Inside the shed, mares and stallions court in an airy room with vaulted ceilings, adorned with whitewashed pine that Stronach sourced from northern Ontario.

“The whole ambience of this whole operation is to make sure the horses are kept healthy, and not feel stuffed up and feel like they are encroached,” said Carty.

There is a high-tech ventilation system that can clean the air in the barn in less than five minutes and engineered lighting to create the right mood.

From Feb. 14 to June 15, the stallions breed mares, and each stallion can take upwards of 120 mares a year.

“We start exactly on Valentine’s Day,” explained Carty, with a wry smile, but explains the day is more about horses’ gestation period and less about romantic undertones.

“That’s based on the on the whole idea of trying to get the baby as close to January 1st.”

The stallions are Adena’s bread and butter, and the offspring represent the hope.

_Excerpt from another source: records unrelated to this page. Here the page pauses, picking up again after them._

use std::sync::Arc;
use std::sync::atomic::{AtomicU8, Ordering};

use tokio::sync::mpsc;

#[derive(Debug)]
pub struct ShutdownController {
    forced: AtomicU8,
}

#[derive(Debug, Clone, Copy)]
pub enum ShutdownEvent {
    Graceful,
    Immediate,
}

impl ShutdownController {
    pub fn new() -> Self {
        Self {
            forced: AtomicU8::new(0),
        }
    }

    pub fn bump_forced(&self) -> u8 {
        self.forced.fetch_add(1, Ordering::SeqCst) + 1
    }
}

impl Default for ShutdownController {
    fn default() -> Self {
        Self::new()
    }
}

pub fn spawn_ctrl_c_handler(
    shutdown: Arc<ShutdownController>,
    shutdown_tx: mpsc::UnboundedSender<ShutdownEvent>,
) {
    tokio::spawn(async move {
        loop {
            if tokio::signal::ctrl_c().await.is_err() {
                return;
            }
            let n = shutdown.bump_forced();
            if n == 1 {
                let _ = shutdown_tx.send(ShutdownEvent::Graceful);
            } else {
                let _ = shutdown_tx.send(ShutdownEvent::Immediate);
                return;
            }
        }
    });
}
//! Identifiers, error taxonomy, and operational configuration shared by
//! every other `sched-*` crate.

pub mod config;
pub mod error;
pub mod ids;

pub use config::{default_config_path, load_config, save_config, LoadPolicyKind, SchedulerConfig};
pub use error::SchedulerError;
pub use ids::{EngineId, TaskId};
use std::path::{Path, PathBuf};
use std::time::Duration;

use serde::{Deserialize, Serialize};

/// Which load-balancing policy (C2) the scheduler should use to pick an
/// engine for a runnable task. See spec.md §4.2.
#[derive(Debug, Clone, Copy, PartialEq, Eq, Serialize, Deserialize)]
#[serde(rename_all = "lowercase")]
pub enum LoadPolicyKind {
    /// Always pick the front of the LRU-ordered engine list.
    Lru,
    /// Uniform random pick.
    #[serde(rename = "plainrandom")]
    PlainRandom,
    /// Two uniform draws, keep the LRU-most (smaller index) of the two.
    TwoBin,
    /// Two draws weighted by `1/(epsilon+load)`, keep the less loaded.
    Weighted,
    /// `argmin(loads)`, first occurrence on tie.
    LeastLoad,
    /// Reserved: delegates to pure-LRU routing at the transport layer.
    /// Not implemented by the in-process policy table; selecting it is
    /// equivalent to `Lru` here (see DESIGN.md).
    Pure,
}

impl Default for LoadPolicyKind {
    fn default() -> Self {
        LoadPolicyKind::LeastLoad
    }
}

/// Operational configuration for the scheduler (spec.md §6).
#[derive(Debug, Clone, PartialEq, Serialize, Deserialize)]
#[serde(default)]
pub struct SchedulerConfig {
    /// Per-engine maximum of outstanding tasks. `0` disables the throttle.
    pub hwm: u32,
    /// Selects the load-balancing policy (C2).
    pub scheme_name: LoadPolicyKind,
    /// Grace period after an engine unregisters with in-flight work
    /// before `handle_stranded` synthesizes failures for it (spec.md §4.3).
    #[serde(with = "duration_secs")]
    pub stranded_grace: Duration,
    /// Period of the timeout-audit sweep over `depending` (spec.md §4.5.7).
    #[serde(with = "duration_secs")]
    pub audit_interval: Duration,
}

impl Default for SchedulerConfig {
    fn default() -> Self {
        Self {
            hwm: 0,
            scheme_name: LoadPolicyKind::default(),
            stranded_grace: Duration::from_secs(5),
            audit_interval: Duration::from_millis(2000),
        }
    }
}

mod duration_secs {
    use std::time::Duration;

    use serde::{Deserialize, Deserializer, Serialize, Serializer};

    pub fn serialize<S: Serializer>(d: &Duration, s: S) -> Result<S::Ok, S::Error> {
        d.as_secs_f64().serialize(s)
    }

    pub fn deserialize<'de, D: Deserializer<'de>>(d: D) -> Result<Duration, D::Error> {
        let secs = f64::deserialize(d)?;
        Ok(Duration::from_secs_f64(secs))
    }
}

fn xdg_config_home() -> anyhow::Result<PathBuf> {
    if let Some(dir) = std::env::var_os("XDG_CONFIG_HOME") {
        let dir = PathBuf::from(dir);
        if dir.as_os_str().is_empty() {
            anyhow::bail!("XDG_CONFIG_HOME is set but empty");
        }
        return Ok(dir);
    }

    let home = std::env::var_os("HOME").ok_or_else(|| anyhow::anyhow!("HOME is not set"))?;
    let home = PathBuf::from(home);
    if home.as_os_str().is_empty() {
        anyhow::bail!("HOME is set but empty");
    }
    Ok(home.join(".config"))
}

/// Default path for the scheduler's config file.
pub fn default_config_path() -> anyhow::Result<PathBuf> {
    Ok(xdg_config_home()?.join("task-scheduler").join("config.toml"))
}

/// Load config from `path`, falling back to defaults if the file does not
/// exist.
pub fn load_config(path: &Path) -> anyhow::Result<SchedulerConfig> {
    if !path.exists() {
        return Ok(SchedulerConfig::default());
    }
    let raw = std::fs::read_to_string(path)?;
    Ok(toml::from_str(&raw)?)
}

/// Persist `cfg` to `path`, writing atomically (tmp file + rename).
pub fn save_config(path: &Path, cfg: &SchedulerConfig) -> anyhow::Result<()> {
    let dir = path
        .parent()
        .ok_or_else(|| anyhow::anyhow!("invalid config path: {}", path.display()))?;
    std::fs::create_dir_all(dir)?;

    let text = toml::to_string_pretty(cfg)?;
    let tmp = path.with_extension("toml.tmp");
    std::fs::write(&tmp, text)?;
    std::fs::rename(tmp, path)?;
    Ok(())
}

#[cfg(test)]
mod tests {
    use super::*;

    #[test]
    fn default_config_matches_spec_defaults() {
        let cfg = SchedulerConfig::default();
        assert_eq!(cfg.hwm, 0);
        assert_eq!(cfg.scheme_name, LoadPolicyKind::LeastLoad);
        assert_eq!(cfg.stranded_grace, Duration::from_secs(5));
        assert_eq!(cfg.audit_interval, Duration::from_millis(2000));
    }

    #[test]
    fn round_trips_through_toml() {
        let cfg = SchedulerConfig {
            hwm: 4,
            scheme_name: LoadPolicyKind::Weighted,
            ..Default::default()
        };
        let text = toml::to_string_pretty(&cfg).unwrap();
        let back: SchedulerConfig = toml::from_str(&text).unwrap();
        assert_eq!(cfg, back);
    }

    #[test]
    fn save_then_load_file_round_trip() {
        let dir = std::env::temp_dir().join(format!("sched-core-test-{}", std::process::id()));
        std::fs::create_dir_all(&dir).unwrap();
        let path = dir.join("config.toml");

        let cfg = SchedulerConfig {
            hwm: 2,
            ..Default::default()
        };
        save_config(&path, &cfg).unwrap();
        let loaded = load_config(&path).unwrap();
        assert_eq!(cfg, loaded);

        std::fs::remove_dir_all(&dir).ok();
    }
}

“It’s not about selling (stallion) seasons,” said Carty. “It’s about creating the dream.”

Adena stallion Sligo Bay is the sire of 2014 Queen’s Plate winner Lexie Lou, and Giant Gizmo fathered last weekend’s Bison City Stakes winner Brooklynsway.

Stronach Stables has bred and/or raced 225 stakes winners, won eight Eclipse Awards as North America’s outstanding breeder and nine Sovereign awards as Canada’s outstanding breeder.

Shaman Ghost’s sire is Ghostzapper, who is a son of Adena’s homebred, Awesome Again.

Adena Springs Ghost Zapper

Hopes are high Shaman Ghost can carry on the legacy.

“By winning that race, it said to him, ‘We worked hard and we did things right,’ Carty said about Stronach. “It’s not about the money.”